Along with Trotsky, Lenin became involved in the creation of groups with names like the Society of the Godless, also known as the League of the Militant Godless, which was responsible for the dissemination of anti-religious propaganda in the USSR. 8 This institutionalized bigotry continued to thrive under Lenin’s disciples, most notably Stalin, and even under more benign leaders like Nikita Khrushchev.
This atheism was endemic to the communist experiment. Even those communists unable to secure political power—and thus lacking the ability to persecute believers—still did their best to persecute the teachings of organized religion and ridicule the idea of the existence of God. Even in America, it was no surprise to stroll by a city newsstand and catch bold front-page headlines like this in the Daily Worker, the communist organ published by CPUSA: “THERE IS NO GOD.” 9 Communists were proud of their atheism, and militant about it.

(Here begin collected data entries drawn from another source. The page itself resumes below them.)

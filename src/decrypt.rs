use crate::cww;
use crate::error::Error;
use crate::gf::{Field, Gf};
use crate::helpers::{ensure, flip_bit, get_bit, load_word};
use crate::poly::{self, Poly};
use crate::precomp::Precomp;


/// Decoder context reconstructed from the serialized secret key.
struct DecoderCtx<'a> {
    /// Per-position unit syndromes, one packed CODIMENSION-bit row each.
    columns: &'a [u8],
    row_words: usize,
    linv: Vec<Gf>,
    g: Poly,
    sqrtmod: Vec<Poly>,
}

fn parse_sk<'a>(sk: &'a [u8], field: &Field, t: usize) -> Result<DecoderCtx<'a>, Error> {
    let n = field.card();
    let m = field.extd() as usize;
    let row_words = 1 + (m * t - 1) / 64;
    let expect = n * row_words * 8 + (n + 1 + (t + 1) * t) * 2;
    ensure!(sk.len() == expect, Error::InvalidParameters);

    let columns = &sk[..n * row_words * 8];
    let mut off = n * row_words * 8;

    let mut linv = Vec::with_capacity(n);
    for _ in 0..n {
        linv.push(u16::from_le_bytes([sk[off], sk[off + 1]]));
        off += 2;
    }

    let read_coeffs = |count: usize, off: &mut usize| {
        let v: Vec<Gf> = (0..count)
            .map(|i| u16::from_le_bytes([sk[*off + 2 * i], sk[*off + 2 * i + 1]]))
            .collect();
        *off += 2 * count;
        Poly::from_coeffs(&v)
    };

    let g = read_coeffs(t + 1, &mut off);
    ensure!(g.deg() == t as i32, Error::InvalidParameters);

    let mut sqrtmod = Vec::with_capacity(t);
    for _ in 0..t {
        sqrtmod.push(read_coeffs(t, &mut off));
    }

    Ok(DecoderCtx { columns, row_words, linv, g, sqrtmod })
}

/// Syndrome of the received word under the stored column table, as a
/// degree-(t-1) polynomial.
fn syndrome(ctx: &DecoderCtx<'_>, field: &Field, t: usize, b: &[u8]) -> Poly {
    let n = field.card();
    let m = field.extd() as usize;
    let mut c = vec![0u64; ctx.row_words];
    for j in 0..n {
        if get_bit(b, j) {
            let row = &ctx.columns[j * ctx.row_words * 8..(j + 1) * ctx.row_words * 8];
            for (k, w) in c.iter_mut().enumerate() {
                *w ^= load_word(row, k);
            }
        }
    }

    let mut r = Poly::alloc(t - 1);
    for l in 0..t {
        let k = (l * m) / 64;
        let j = (l * m) % 64;
        let mut a = c[k] >> j;
        if j + m > 64 {
            a ^= c[k + 1] << (64 - j);
        }
        r.set_coeff(l, (a & ((1 << m) - 1)) as Gf);
    }
    r.update_degree();
    r
}

/// Berlekamp trace root finding: splits sigma along the shifted trace
/// polynomials until only linear factors remain. Returns the roots found.
fn roots_berl(field: &Field, t: usize, sigma: &Poly) -> Vec<Gf> {
    let m = field.extd() as usize;

    // sq_aux serves the repeated squarings modulo sigma
    let sq_aux = poly::sqmod_init(field, sigma);

    // tr_aux[i] = z^(2^i) mod sigma; tr[0] = the trace polynomial
    let mut tr_aux = Vec::with_capacity(m);
    tr_aux.push(Poly::z(t.saturating_sub(1).max(1)));
    let mut tr0 = Poly::alloc(t.saturating_sub(1).max(1));
    tr0.set_coeff(1, 1);
    for i in 1..m {
        let next = poly::sqmod(field, &tr_aux[i - 1], &sq_aux, t);
        for j in 0..t {
            tr0.addto_coeff(j, next.coeff(j));
        }
        tr_aux.push(next);
    }
    tr0.update_degree();

    let mut tr: Vec<Option<Poly>> = vec![None; m];
    tr[0] = Some(tr0);

    let mut res = Vec::with_capacity(t);
    roots_berl_aux(field, t, sigma, sigma.deg(), &tr_aux, &mut tr, 0, &mut res);
    res
}

#[allow(clippy::too_many_arguments)]
fn roots_berl_aux(
    field: &Field, t: usize, sigma: &Poly, d: i32, tr_aux: &[Poly], tr: &mut Vec<Option<Poly>>,
    e: usize, res: &mut Vec<Gf>,
) {
    if d <= 0 {
        return;
    }
    if d == 1 {
        res.push(field.div(sigma.coeff(0), sigma.coeff(1)));
        return;
    }
    // only now: a linear factor at e == extd still counts
    if e >= field.extd() as usize {
        return;
    }

    if tr[e].is_none() {
        // shifted trace: sum over i of tr_aux[i] · (alpha^e)^(2^i)
        let mut p = Poly::alloc(t.saturating_sub(1).max(1));
        let mut a = field.alpha_pow(e as u32);
        for aux in tr_aux {
            for j in 0..t {
                p.addto_coeff(j, field.mul(aux.coeff(j), a));
            }
            a = field.square(a);
        }
        p.update_degree();
        tr[e] = Some(p);
    }

    let te = tr[e].as_ref().expect("shifted trace was just materialized");
    let gcd1 = poly::gcd(field, te, sigma);
    let gcd2 = poly::quo(field, sigma, &gcd1);
    let i = gcd1.deg();

    roots_berl_aux(field, t, &gcd1, i, tr_aux, tr, e + 1, res);
    roots_berl_aux(field, t, &gcd2, d - i, tr_aux, tr, e + 1, res);
}

/// Patterson decoding: from the received word to the ascending list of
/// error positions. `Undecodable` whenever any stage falls short of a
/// weight-t pattern.
fn decode(ctx: &DecoderCtx<'_>, field: &Field, t: usize, b: &[u8]) -> Result<Vec<u32>, Error> {
    let r = syndrome(ctx, field, t, b);
    ensure!(r.deg() >= 0, Error::Undecodable);

    // h = R^-1 mod g, from the bounded Euclid run to a constant remainder
    let (u, rem) = poly::eeaux(field, &r, &ctx.g, 1);
    ensure!(rem.deg() == 0, Error::Undecodable);
    let mut h = u;
    h.scale(field, field.inv(rem.coeff(0)));

    // h <- h + z
    h.addto_coeff(1, 1);
    h.update_degree();

    // S = sqrt(h) mod g through the precomputed square-root table
    let mut s = Poly::alloc(t - 1);
    for i in 0..t {
        let a = field.sqrt(h.coeff(i));
        if a == 0 {
            continue;
        }
        if i % 2 == 1 {
            for j in 0..t {
                s.addto_coeff(j, field.mul(a, ctx.sqrtmod[i].coeff(j)));
            }
        } else {
            s.addto_coeff(i / 2, a);
        }
    }
    s.update_degree();

    // key equation u = S·v mod g with the degree split of Patterson
    let (v, u) = poly::eeaux(field, &s, &ctx.g, t as i32 / 2 + 1);

    // sigma = u^2 + z·v^2
    let mut sigma = Poly::alloc(t);
    for i in 0..=u.deg().max(0) as usize {
        if 2 * i <= t {
            sigma.addto_coeff(2 * i, field.square(u.coeff(i)));
        }
    }
    for i in 0..=v.deg().max(0) as usize {
        if 2 * i + 1 <= t {
            sigma.addto_coeff(2 * i + 1, field.square(v.coeff(i)));
        }
    }
    sigma.update_degree();
    ensure!(sigma.deg() == t as i32, Error::Undecodable);

    let roots = roots_berl(field, t, &sigma);
    ensure!(roots.len() == t, Error::Undecodable);

    let mut e: Vec<u32> = roots.iter().map(|&x| u32::from(ctx.linv[x as usize])).collect();
    e.sort_unstable();
    Ok(e)
}

/// Decrypt one block: locate the error pattern, strip it, copy the
/// information head and unpack the pattern back into the cleartext tail.
#[allow(clippy::too_many_arguments)]
pub(crate) fn decrypt_block(
    cleartext: &mut [u8], ciphertext: &[u8], sk: &[u8], field: &Field, m: u32, t: u32,
    dimension: usize, error_size: usize, p: &Precomp,
) -> Result<(), Error> {
    let ctx = parse_sk(sk, field, t as usize)?;
    let e = decode(&ctx, field, t as usize, ciphertext)?;

    let mut corrected = ciphertext.to_vec();
    for &pos in &e {
        flip_bit(&mut corrected, pos as usize);
    }

    // byte-granular head copy: the few redundancy bits sharing the last
    // head byte are exactly what the tail unpacking expects to overwrite
    let head_bytes = (dimension - 1) / 8 + 1;
    cleartext[..head_bytes].copy_from_slice(&corrected[..head_bytes]);

    // an error pattern the codec cannot express is as fatal as a failed
    // decode
    cww::cw2b(&e, cleartext, dimension, error_size, m, t, p).map_err(|_| Error::Undecodable)
}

Equal Opportunity Discriminator
This armed assault on religious faith was aimed not just at Christians—Protestants, Catholics, Eastern Orthodox—but against Jews, Muslims, Buddhists, and other faiths. 10 For every Cardinal Mindszenty in Hungary, there was a Cardinal Wyszynski in Poland, a Richard Wurmbrand in Romania, a Natan Sharansky or Walter Ciszek in Russia, a Vasyl Velychkovsky or Severian Baranyk or Zenobius Kovalyk in the Ukraine, a Moaddedi clan in Afghanistan, a Lutheran or Methodist missionary or follower of the Dalai Lama in China, a jailed nun in Cuba, or a Buddhist monk forced to renounce his vows in Cambodia. Whether the despot was Fidel Castro or Pol Pot or Stalin, the sentiment was the same: “Religion is poison,” as Mao Tse-Tung was said to have stated. Wherever they went, from East to West, from Africa to Asia, from Phnom Penh to St. Petersburg, communists pursued an all-out assault on religion. Communists quibbled over the details of how to implement Marx’s vision, but they were unanimous in one thing: religion was the enemy, a rival to Marxist mind control, and it had to be vanquished regardless of costs and difficulties.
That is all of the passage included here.